Your response should contain each line of the data that includes "recorded".
(Beginning of PROVIDED DATA)
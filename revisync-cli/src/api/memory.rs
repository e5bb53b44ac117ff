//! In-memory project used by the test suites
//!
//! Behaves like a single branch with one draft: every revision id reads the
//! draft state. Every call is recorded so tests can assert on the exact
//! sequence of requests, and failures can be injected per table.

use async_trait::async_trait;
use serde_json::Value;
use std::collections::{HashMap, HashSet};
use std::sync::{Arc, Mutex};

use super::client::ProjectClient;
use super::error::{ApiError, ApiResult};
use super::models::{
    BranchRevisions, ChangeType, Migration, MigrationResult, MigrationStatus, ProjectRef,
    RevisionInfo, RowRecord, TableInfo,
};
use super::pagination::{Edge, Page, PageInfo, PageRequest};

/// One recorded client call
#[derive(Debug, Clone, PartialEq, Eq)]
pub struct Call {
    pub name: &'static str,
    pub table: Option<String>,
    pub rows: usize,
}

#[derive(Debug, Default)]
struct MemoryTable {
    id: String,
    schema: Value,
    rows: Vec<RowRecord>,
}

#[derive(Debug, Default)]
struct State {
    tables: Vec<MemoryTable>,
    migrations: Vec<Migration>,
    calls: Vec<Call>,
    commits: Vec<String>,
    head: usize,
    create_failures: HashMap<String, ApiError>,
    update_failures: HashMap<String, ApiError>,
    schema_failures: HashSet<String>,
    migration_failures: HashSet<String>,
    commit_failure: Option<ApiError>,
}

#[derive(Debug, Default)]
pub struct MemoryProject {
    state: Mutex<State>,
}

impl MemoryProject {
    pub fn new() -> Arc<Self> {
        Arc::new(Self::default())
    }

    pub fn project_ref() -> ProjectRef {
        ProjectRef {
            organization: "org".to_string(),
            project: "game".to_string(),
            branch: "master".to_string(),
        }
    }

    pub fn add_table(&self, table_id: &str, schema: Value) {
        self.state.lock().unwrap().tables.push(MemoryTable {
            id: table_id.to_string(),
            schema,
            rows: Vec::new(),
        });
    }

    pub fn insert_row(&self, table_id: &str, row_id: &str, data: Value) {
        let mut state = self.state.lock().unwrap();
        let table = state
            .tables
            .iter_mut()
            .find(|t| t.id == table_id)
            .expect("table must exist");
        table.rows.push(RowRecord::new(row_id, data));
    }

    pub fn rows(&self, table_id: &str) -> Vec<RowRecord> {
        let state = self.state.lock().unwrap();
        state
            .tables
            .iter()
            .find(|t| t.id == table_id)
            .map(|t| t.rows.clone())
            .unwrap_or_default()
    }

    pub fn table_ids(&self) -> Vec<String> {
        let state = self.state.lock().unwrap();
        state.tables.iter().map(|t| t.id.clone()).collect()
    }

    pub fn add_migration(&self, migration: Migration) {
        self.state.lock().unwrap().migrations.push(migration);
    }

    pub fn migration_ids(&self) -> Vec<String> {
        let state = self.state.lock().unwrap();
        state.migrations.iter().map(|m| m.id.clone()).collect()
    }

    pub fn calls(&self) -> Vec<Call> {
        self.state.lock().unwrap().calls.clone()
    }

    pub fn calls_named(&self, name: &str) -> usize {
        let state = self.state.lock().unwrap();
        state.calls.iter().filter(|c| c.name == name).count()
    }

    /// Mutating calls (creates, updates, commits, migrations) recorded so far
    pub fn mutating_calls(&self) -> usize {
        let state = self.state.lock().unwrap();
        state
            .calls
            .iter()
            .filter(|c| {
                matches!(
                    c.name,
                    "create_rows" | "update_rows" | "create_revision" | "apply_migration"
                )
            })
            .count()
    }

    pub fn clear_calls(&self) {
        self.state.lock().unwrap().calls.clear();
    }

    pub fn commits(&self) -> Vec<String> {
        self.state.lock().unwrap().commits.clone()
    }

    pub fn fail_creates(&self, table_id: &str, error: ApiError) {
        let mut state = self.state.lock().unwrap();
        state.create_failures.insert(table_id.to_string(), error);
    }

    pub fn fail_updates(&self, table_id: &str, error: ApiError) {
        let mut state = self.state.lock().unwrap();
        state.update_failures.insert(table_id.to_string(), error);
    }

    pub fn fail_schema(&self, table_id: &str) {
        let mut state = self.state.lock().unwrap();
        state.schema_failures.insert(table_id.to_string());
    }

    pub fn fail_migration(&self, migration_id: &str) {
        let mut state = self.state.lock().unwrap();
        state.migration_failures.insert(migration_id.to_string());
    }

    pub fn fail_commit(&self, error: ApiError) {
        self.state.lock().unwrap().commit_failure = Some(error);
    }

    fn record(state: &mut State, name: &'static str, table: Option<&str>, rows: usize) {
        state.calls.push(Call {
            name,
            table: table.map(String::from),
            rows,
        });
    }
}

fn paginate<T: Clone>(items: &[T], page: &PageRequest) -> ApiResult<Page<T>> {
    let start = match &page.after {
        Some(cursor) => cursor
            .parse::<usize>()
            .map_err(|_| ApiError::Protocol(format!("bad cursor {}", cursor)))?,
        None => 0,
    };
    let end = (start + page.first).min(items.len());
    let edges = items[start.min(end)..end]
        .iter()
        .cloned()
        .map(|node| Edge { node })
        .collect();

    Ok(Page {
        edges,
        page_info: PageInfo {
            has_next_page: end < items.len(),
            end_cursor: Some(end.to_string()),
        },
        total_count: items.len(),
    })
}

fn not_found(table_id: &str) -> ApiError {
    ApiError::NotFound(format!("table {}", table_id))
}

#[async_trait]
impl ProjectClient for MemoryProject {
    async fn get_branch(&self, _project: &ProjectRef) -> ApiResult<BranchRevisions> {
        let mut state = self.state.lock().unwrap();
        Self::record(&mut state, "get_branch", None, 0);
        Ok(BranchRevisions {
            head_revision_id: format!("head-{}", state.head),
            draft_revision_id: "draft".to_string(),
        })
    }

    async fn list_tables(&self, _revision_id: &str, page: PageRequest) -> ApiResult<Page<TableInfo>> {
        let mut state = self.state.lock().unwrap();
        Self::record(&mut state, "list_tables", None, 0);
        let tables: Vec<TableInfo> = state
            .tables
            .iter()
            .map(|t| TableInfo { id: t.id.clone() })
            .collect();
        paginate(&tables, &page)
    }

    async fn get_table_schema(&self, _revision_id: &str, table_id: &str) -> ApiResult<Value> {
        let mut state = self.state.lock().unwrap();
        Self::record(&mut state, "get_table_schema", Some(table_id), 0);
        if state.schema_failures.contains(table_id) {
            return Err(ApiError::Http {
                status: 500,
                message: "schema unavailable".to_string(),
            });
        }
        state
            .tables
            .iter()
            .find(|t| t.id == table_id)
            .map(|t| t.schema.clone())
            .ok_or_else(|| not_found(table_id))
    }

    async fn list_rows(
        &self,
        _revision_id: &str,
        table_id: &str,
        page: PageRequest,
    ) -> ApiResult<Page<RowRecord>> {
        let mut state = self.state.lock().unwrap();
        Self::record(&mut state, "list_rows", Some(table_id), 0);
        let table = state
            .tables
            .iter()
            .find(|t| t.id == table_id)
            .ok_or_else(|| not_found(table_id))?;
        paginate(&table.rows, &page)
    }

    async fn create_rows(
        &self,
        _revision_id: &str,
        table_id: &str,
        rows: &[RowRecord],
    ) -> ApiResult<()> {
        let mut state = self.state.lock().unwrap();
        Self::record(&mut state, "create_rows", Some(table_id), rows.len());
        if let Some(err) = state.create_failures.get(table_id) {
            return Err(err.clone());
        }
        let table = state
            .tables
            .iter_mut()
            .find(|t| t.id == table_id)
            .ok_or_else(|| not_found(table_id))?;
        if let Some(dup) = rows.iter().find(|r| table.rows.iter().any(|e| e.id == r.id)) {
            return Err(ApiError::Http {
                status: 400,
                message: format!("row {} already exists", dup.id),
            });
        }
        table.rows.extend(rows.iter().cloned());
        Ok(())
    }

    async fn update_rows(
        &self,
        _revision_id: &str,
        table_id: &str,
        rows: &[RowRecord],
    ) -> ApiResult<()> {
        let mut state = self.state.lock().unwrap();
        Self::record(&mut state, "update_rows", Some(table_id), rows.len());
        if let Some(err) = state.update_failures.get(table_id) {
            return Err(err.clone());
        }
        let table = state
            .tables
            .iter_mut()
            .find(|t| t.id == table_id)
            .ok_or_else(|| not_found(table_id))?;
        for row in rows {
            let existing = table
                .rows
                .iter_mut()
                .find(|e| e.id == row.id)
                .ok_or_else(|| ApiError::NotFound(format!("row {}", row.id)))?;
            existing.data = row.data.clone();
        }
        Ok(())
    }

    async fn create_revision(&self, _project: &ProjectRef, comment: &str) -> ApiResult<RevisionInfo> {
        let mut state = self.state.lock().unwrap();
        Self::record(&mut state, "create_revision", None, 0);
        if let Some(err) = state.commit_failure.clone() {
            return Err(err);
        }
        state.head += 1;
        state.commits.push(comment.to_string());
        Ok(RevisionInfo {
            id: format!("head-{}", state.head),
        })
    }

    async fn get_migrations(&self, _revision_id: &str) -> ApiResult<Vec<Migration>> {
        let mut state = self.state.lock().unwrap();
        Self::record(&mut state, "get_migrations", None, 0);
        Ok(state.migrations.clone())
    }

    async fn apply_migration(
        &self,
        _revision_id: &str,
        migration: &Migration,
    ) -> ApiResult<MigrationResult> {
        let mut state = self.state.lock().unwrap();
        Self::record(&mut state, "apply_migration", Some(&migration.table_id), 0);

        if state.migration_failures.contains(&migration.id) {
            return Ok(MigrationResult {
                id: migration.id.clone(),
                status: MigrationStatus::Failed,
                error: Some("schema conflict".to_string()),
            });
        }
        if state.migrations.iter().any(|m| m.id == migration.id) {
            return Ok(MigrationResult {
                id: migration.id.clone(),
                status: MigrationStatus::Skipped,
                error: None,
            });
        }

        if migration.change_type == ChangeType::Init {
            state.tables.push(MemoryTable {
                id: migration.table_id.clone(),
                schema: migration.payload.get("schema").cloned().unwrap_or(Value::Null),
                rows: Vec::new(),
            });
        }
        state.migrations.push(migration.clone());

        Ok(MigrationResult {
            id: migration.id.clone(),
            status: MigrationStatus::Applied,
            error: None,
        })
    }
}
(End of PROVIDED DATA)
(Beginning of PROVIDED DATA)
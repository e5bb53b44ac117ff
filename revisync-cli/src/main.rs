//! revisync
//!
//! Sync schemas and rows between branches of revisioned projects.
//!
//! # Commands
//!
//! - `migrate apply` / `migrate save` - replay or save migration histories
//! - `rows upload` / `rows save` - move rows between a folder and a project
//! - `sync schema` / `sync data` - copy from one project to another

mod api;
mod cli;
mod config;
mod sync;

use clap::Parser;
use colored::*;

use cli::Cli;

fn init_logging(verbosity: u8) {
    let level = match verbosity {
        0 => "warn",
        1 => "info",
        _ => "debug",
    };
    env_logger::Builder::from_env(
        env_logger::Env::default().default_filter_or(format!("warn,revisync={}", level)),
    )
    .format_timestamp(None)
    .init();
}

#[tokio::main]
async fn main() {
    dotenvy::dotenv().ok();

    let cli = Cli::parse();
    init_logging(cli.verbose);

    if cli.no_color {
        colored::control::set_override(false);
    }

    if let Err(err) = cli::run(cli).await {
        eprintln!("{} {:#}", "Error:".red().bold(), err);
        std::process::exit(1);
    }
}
(End of PROVIDED DATA)
(Beginning of PROVIDED DATA)
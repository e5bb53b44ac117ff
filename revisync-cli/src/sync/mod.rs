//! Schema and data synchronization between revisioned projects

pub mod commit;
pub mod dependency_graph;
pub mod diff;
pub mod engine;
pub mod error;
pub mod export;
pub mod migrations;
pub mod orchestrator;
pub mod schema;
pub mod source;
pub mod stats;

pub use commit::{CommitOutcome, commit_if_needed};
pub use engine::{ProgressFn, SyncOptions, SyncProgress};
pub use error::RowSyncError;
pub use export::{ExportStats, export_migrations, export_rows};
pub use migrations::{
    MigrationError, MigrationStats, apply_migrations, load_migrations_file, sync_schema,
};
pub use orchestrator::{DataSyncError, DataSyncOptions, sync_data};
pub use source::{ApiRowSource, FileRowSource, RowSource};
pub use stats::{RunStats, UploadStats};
(End of PROVIDED DATA)
▸ RESULT FOR THIS EXERCISE:
//! draft state. Every call is recorded so tests can assert on the exact
/// One recorded client call
    /// Mutating calls (creates, updates, commits, migrations) recorded so far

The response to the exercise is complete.